Side-by-side comparison of crew cab and extended cab pickup trucks: rear seat space, bed length, used pricing, and which configuration fits which buyer.

The crew cab vs extended cab decision is the single most common cross-shop in the used pickup market. Both configurations exist because manufacturers are trying to solve the same problem — buyers who want a usable rear seat without sacrificing the entire bed — and they solve it differently. This guide works through the trade-offs in real numbers so you can stop guessing.

The bottom-line trade-off

A crew cab gives you four full doors, a full-size rear seat that adults can ride in for hours, and a shorter bed (typically 5'5" or 6'5"). An extended cab gives you two full doors plus two smaller rear-hinged "suicide" doors, a small rear seat usable for kids and dogs, and a longer bed (typically 6'5"). Crew cabs cost 10–18% more on the used market than equivalent extended cabs in the same model year and trim.

Side-by-side numbers

Crew Cab

~231 in

cab length

Rear legroom: ~43.6 in (full adult)

Typical bed: 5'7" – 6'5"

Used premium: +10–18% vs extended cab

Extended Cab

~211 in

cab length

Rear legroom: ~33.5 in (kids, gear, occasional adult)

Typical bed: 6'5"

Used discount: 15–25% off crew cab

Who should buy each

Buy a crew cab if (a) the truck is also your family's primary vehicle, (b) you regularly carry adult rear passengers, or (c) you tow a camper that you use as a base for multi-day trips with multiple people.
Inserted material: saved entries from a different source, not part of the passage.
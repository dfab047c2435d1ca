pub mod normalize;
pub mod price_parse;

pub use normalize::normalize_name;
pub use price_parse::parse_price_str;
//! In-memory TTL caches.
//!
//! Both caches in the engine (full catalog snapshots and per-item quotes)
//! share the same record container. Records expire on read; there is no
//! background eviction and no teardown, the caches live as long as the
//! process.

use parking_lot::RwLock;
use std::collections::HashMap;
use std::time::{Duration, Instant};

use crate::types::{PriceSource, ResolvedQuote};

/// A value plus its expiry. Records are only ever published fully
/// constructed, so readers never observe a partially written entry.
#[derive(Debug, Clone)]
pub struct CacheRecord<T> {
    pub value: T,
    pub expires_at: Instant,
}

impl<T> CacheRecord<T> {
    pub fn new(value: T, ttl: Duration) -> Self {
        Self {
            value,
            expires_at: Instant::now() + ttl,
        }
    }

    pub fn is_fresh(&self) -> bool {
        Instant::now() < self.expires_at
    }
}

/// Key for the per-item quote cache: the source the resolution path started
/// from, plus the normalized item name.
pub type QuoteKey = (PriceSource, String);

/// Thread-safe cache of resolved quotes. Owned exclusively by the resolver;
/// only the market quote is cached, never the caller's purchase metadata.
#[derive(Default)]
pub struct QuoteCache {
    records: RwLock<HashMap<QuoteKey, CacheRecord<ResolvedQuote>>>,
}

impl QuoteCache {
    pub fn new() -> Self {
        Self::default()
    }

    /// Fresh hit or nothing. Expired records are dropped on the way out so
    /// the map does not grow without bound.
    pub fn get(&self, key: &QuoteKey) -> Option<ResolvedQuote> {
        {
            let records = self.records.read();
            match records.get(key) {
                Some(record) if record.is_fresh() => return Some(record.value.clone()),
                Some(_) => {}
                None => return None,
            }
        }
        // Freshness is re-checked under the write lock: an insert may have
        // replaced the record between the two locks, and a refreshed record
        // must not be evicted.
        let mut records = self.records.write();
        match records.get(key) {
            Some(record) if record.is_fresh() => Some(record.value.clone()),
            Some(_) => {
                records.remove(key);
                None
            }
            None => None,
        }
    }

    pub fn insert(&self, key: QuoteKey, quote: ResolvedQuote, ttl: Duration) {
        self.records
            .write()
            .insert(key, CacheRecord::new(quote, ttl));
    }

    pub fn len(&self) -> usize {
        self.records.read().len()
    }

    pub fn is_empty(&self) -> bool {
        self.records.read().is_empty()
    }
}
//! Resolve an item name to an entry in a cached catalog.
//!
//! Two passes over the snapshot: exact normalized equality first, then a
//! looser containment pass for catalog entries that carry extra decoration.
//! Ties break by catalog order, first match wins. The containment pass can
//! pick an unrelated entry for short or generic names; that imprecision is
//! accepted as the cost of matching decorated listings at all.

use super::CatalogEntry;
use crate::utils::normalize_name;

/// Find the catalog entry for a target item name, or `None` when neither
/// pass matches anything.
pub fn find_entry<'a>(catalog: &'a [CatalogEntry], target_name: &str) -> Option<&'a CatalogEntry> {
    let target = normalize_name(target_name);
    if target.is_empty() {
        return None;
    }

    // Pass 1: exact normalized match on either name field.
    if let Some(found) = catalog
        .iter()
        .find(|entry| entry.normalized_names().any(|name| name == target))
    {
        return Some(found);
    }

    // Pass 2: best-effort containment, for entries with extra decoration.
    catalog
        .iter()
        .find(|entry| entry.normalized_names().any(|name| name.contains(&target)))
}
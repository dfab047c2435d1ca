//! Inventory collaborator: a public Google Sheets CSV export.
//!
//! The engine does not own the inventory; it reads whatever the sheet says.
//! Rows are re-fetched at most once per minute so a burst of pricing calls
//! doesn't hammer the export endpoint.

use parking_lot::RwLock;
use reqwest::Client;
use std::time::Duration;
use tracing::{debug, info};

use crate::cache::CacheRecord;
use crate::config::EngineConfig;
use crate::errors::InventoryError;
use crate::inventory::parse_inventory_csv;
use crate::types::InventoryItem;

const ROWS_CACHE_TTL: Duration = Duration::from_secs(60);

pub struct SheetCsvClient {
    client: Client,
    export_url: String,
    rows_cache: RwLock<Option<CacheRecord<Vec<InventoryItem>>>>,
}

impl std::fmt::Debug for SheetCsvClient {
    fn fmt(&self, f: &mut std::fmt::Formatter<'_>) -> std::fmt::Result {
        f.debug_struct("SheetCsvClient")
            .field("export_url", &self.export_url)
            .finish()
    }
}

impl SheetCsvClient {
    /// Build a client for the public CSV export of a sheet tab. Works for
    /// sheets shared as "anyone with the link can view".
    pub fn new(config: &EngineConfig, sheet_id: &str, sheet_name: &str) -> Self {
        let export_url = format!(
            "https://docs.google.com/spreadsheets/d/{sheet_id}/export?format=csv&sheet={sheet_name}"
        );
        Self::from_export_url(config, export_url)
    }

    /// Point the client at an arbitrary CSV URL (integration testing).
    pub fn from_export_url(config: &EngineConfig, export_url: impl Into<String>) -> Self {
        Self {
            client: Client::builder()
                .timeout(config.request_timeout)
                .user_agent(&config.user_agent)
                .redirect(reqwest::redirect::Policy::limited(5))
                .build()
                .unwrap_or_else(|_| Client::new()),
            export_url: export_url.into(),
            rows_cache: RwLock::new(None),
        }
    }

    /// Fetch and parse the inventory. Fails only for the batch-fatal
    /// conditions: export unreachable, unreadable, or zero usable rows.
    pub async fn fetch_items(&self) -> Result<Vec<InventoryItem>, InventoryError> {
        if let Some(rows) = self.cached_rows() {
            debug!("serving cached inventory rows");
            return usable(rows);
        }

        let response = self
            .client
            .get(&self.export_url)
            .send()
            .await
            .map_err(|e| InventoryError::Fetch(e.to_string()))?;

        let status = response.status();
        if !status.is_success() {
            return Err(InventoryError::Fetch(format!("HTTP {status}")));
        }

        let text = response
            .text()
            .await
            .map_err(|e| InventoryError::Fetch(e.to_string()))?;

        let items = parse_inventory_csv(&text)?;
        info!("inventory export yielded {} usable rows", items.len());
        // A zero-row outcome is cached like any other so a rowless sheet is
        // not re-fetched on every request within the TTL.
        *self.rows_cache.write() = Some(CacheRecord::new(items.clone(), ROWS_CACHE_TTL));
        usable(items)
    }

    fn cached_rows(&self) -> Option<Vec<InventoryItem>> {
        self.rows_cache
            .read()
            .as_ref()
            .filter(|record| record.is_fresh())
            .map(|record| record.value.clone())
    }
}

fn usable(items: Vec<InventoryItem>) -> Result<Vec<InventoryItem>, InventoryError> {
    if items.is_empty() {
        Err(InventoryError::Empty)
    } else {
        Ok(items)
    }
}
//! Engine configuration from environment variables.
//!
//! Every tunable has a default so the engine runs with an empty environment;
//! the service binary loads `.env` before calling `from_env`.

use std::env;
use std::str::FromStr;
use std::time::Duration;
use tracing::warn;

#[derive(Debug, Clone)]
pub struct EngineConfig {
    /// Application/catalog id shared by both upstreams (730 = CS2).
    pub steam_app_id: u32,
    /// Numeric currency code for the direct-quote upstream (20 = CAD).
    pub steam_currency_code: u32,
    /// Base URL of the catalog upstream.
    pub skinport_api_base: String,
    /// ISO alphabetic currency code for the catalog upstream.
    pub catalog_currency: String,
    /// TTL for per-item quote cache entries.
    pub quote_cache_ttl: Duration,
    /// TTL for full catalog snapshots.
    pub catalog_cache_ttl: Duration,
    /// Maximum concurrent in-flight resolutions.
    pub request_concurrency: usize,
    /// Pacing delay applied after a concurrency slot is acquired, before the
    /// first upstream call.
    pub request_delay: Duration,
    /// Maximum catalog fetch attempts for retriable failures.
    pub catalog_fetch_retries: u32,
    /// Base backoff between catalog fetch attempts (multiplied by the
    /// attempt number).
    pub catalog_retry_base: Duration,
    /// Per-request timeout toward either upstream.
    pub request_timeout: Duration,
    pub user_agent: String,
}

impl Default for EngineConfig {
    fn default() -> Self {
        Self {
            steam_app_id: 730,
            steam_currency_code: 20,
            skinport_api_base: "https://api.skinport.com/v1".to_string(),
            catalog_currency: "CAD".to_string(),
            quote_cache_ttl: Duration::from_secs(6 * 3600),
            catalog_cache_ttl: Duration::from_secs(3600),
            request_concurrency: 4,
            request_delay: Duration::from_millis(500),
            catalog_fetch_retries: 3,
            catalog_retry_base: Duration::from_millis(250),
            request_timeout: Duration::from_secs(15),
            user_agent: "skinfolio-backend/1.0".to_string(),
        }
    }
}

impl EngineConfig {
    pub fn from_env() -> Self {
        let defaults = Self::default();
        Self {
            steam_app_id: env_parse("STEAM_APPID", defaults.steam_app_id),
            steam_currency_code: env_parse("STEAM_CURRENCY_CODE", defaults.steam_currency_code),
            skinport_api_base: env::var("SKINPORT_API_BASE")
                .unwrap_or(defaults.skinport_api_base),
            catalog_currency: env::var("CATALOG_CURRENCY").unwrap_or(defaults.catalog_currency),
            quote_cache_ttl: Duration::from_secs(env_parse(
                "CACHE_TTL_SECONDS",
                defaults.quote_cache_ttl.as_secs(),
            )),
            catalog_cache_ttl: Duration::from_secs(env_parse(
                "CATALOG_TTL_SECONDS",
                defaults.catalog_cache_ttl.as_secs(),
            )),
            request_concurrency: env_parse("REQUEST_CONCURRENCY", defaults.request_concurrency)
                .max(1),
            request_delay: Duration::from_secs_f64(env_parse(
                "REQUEST_DELAY",
                defaults.request_delay.as_secs_f64(),
            )),
            catalog_fetch_retries: env_parse(
                "CATALOG_FETCH_RETRIES",
                defaults.catalog_fetch_retries,
            )
            .max(1),
            catalog_retry_base: Duration::from_millis(env_parse(
                "CATALOG_RETRY_BASE_MS",
                defaults.catalog_retry_base.as_millis() as u64,
            )),
            request_timeout: Duration::from_secs(env_parse(
                "REQUEST_TIMEOUT_SECONDS",
                defaults.request_timeout.as_secs(),
            )),
            user_agent: env::var("USER_AGENT").unwrap_or(defaults.user_agent),
        }
    }
}

/// Parse an env var, falling back to the default on absence or parse failure.
fn env_parse<T: FromStr + Copy>(key: &str, default: T) -> T {
    match env::var(key) {
        Ok(raw) => raw.trim().parse().unwrap_or_else(|_| {
            warn!("ignoring unparseable {}={:?}", key, raw);
            default
        }),
        Err(_) => default,
    }
}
The 10–18% used premium is well worth it. Crew cabs also resell easier when the time comes — the buyer pool for crew cabs is much larger than for extended cabs.

Buy an extended cab if (a) the rear seat is for tools, dogs, and the occasional kid carpool, (b) you actually use the longer bed for hauling sheet goods or bulky cargo, or (c) you are looking for the smartest dollar-for-dollar value on the used market. Extended cabs are the most underrated configuration in the used market today — manufacturers have shifted production toward crew cabs, which means used extended cab supply is shrinking even as working buyers continue to want them.

Resale and depreciation

Crew cabs hold value harder than extended cabs in nearly every model line and brand. A 5-year-old crew cab in clean condition often sells for 60–70% of its original MSRP; an equivalent extended cab tends to land at 50–60%. That means the upfront premium you pay for a crew cab gets partially refunded at resale, while the extended cab's lower entry price is partially offset by faster depreciation.

For most buyers, the smart move is: figure out what you actually need, then check used pricing in your state for both configurations of the same trim and year. The right answer is whichever costs less per year of expected ownership — and that math depends on how many years you plan to keep the truck, not on the headline sticker price.